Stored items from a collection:
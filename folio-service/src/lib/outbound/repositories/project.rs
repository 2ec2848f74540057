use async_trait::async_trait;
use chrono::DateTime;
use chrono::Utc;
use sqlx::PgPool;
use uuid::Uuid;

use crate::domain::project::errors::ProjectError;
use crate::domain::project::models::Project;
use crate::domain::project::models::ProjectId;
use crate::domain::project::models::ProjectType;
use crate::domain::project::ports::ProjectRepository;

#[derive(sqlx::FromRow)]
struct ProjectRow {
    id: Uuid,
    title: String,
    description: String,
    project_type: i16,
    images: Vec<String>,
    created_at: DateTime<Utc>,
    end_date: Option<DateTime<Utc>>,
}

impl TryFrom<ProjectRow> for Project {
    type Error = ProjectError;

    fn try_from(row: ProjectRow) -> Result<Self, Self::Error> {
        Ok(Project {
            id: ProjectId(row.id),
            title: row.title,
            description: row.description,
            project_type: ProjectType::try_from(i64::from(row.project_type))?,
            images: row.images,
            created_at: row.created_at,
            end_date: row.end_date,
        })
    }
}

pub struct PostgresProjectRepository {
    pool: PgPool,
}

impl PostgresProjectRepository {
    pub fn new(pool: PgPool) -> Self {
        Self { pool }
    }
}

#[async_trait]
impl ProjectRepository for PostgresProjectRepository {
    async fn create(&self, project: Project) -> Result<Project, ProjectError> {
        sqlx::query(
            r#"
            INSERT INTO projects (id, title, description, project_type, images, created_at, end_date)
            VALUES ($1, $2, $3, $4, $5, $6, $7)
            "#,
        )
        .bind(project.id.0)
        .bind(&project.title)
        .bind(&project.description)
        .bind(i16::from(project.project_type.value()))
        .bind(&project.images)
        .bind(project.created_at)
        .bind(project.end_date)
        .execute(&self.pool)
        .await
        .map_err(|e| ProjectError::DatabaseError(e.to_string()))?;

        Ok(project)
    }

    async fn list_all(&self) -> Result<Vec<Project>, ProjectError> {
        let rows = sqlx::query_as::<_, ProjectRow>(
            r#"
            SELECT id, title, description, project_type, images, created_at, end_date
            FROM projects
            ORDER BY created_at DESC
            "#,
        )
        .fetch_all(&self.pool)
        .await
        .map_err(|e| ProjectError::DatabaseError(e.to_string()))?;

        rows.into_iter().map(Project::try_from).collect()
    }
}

→ **Exercise brief**
Repeat exactly the lines from the first line of the records above through the line containing "type Error = ProjectError;", both included, and nothing else.

→ **Solution to this problem**
filename folio-service/src/lib/outbound/repositories/project.rs
repository 2ec2848f74540057
use async_trait::async_trait;
use chrono::DateTime;
use chrono::Utc;
use sqlx::PgPool;
use uuid::Uuid;

use crate::domain::project::errors::ProjectError;
use crate::domain::project::models::Project;
use crate::domain::project::models::ProjectId;
use crate::domain::project::models::ProjectType;
use crate::domain::project::ports::ProjectRepository;

#[derive(sqlx::FromRow)]
struct ProjectRow {
    id: Uuid,
    title: String,
    description: String,
    project_type: i16,
    images: Vec<String>,
    created_at: DateTime<Utc>,
    end_date: Option<DateTime<Utc>>,
}

impl TryFrom<ProjectRow> for Project {
    type Error = ProjectError;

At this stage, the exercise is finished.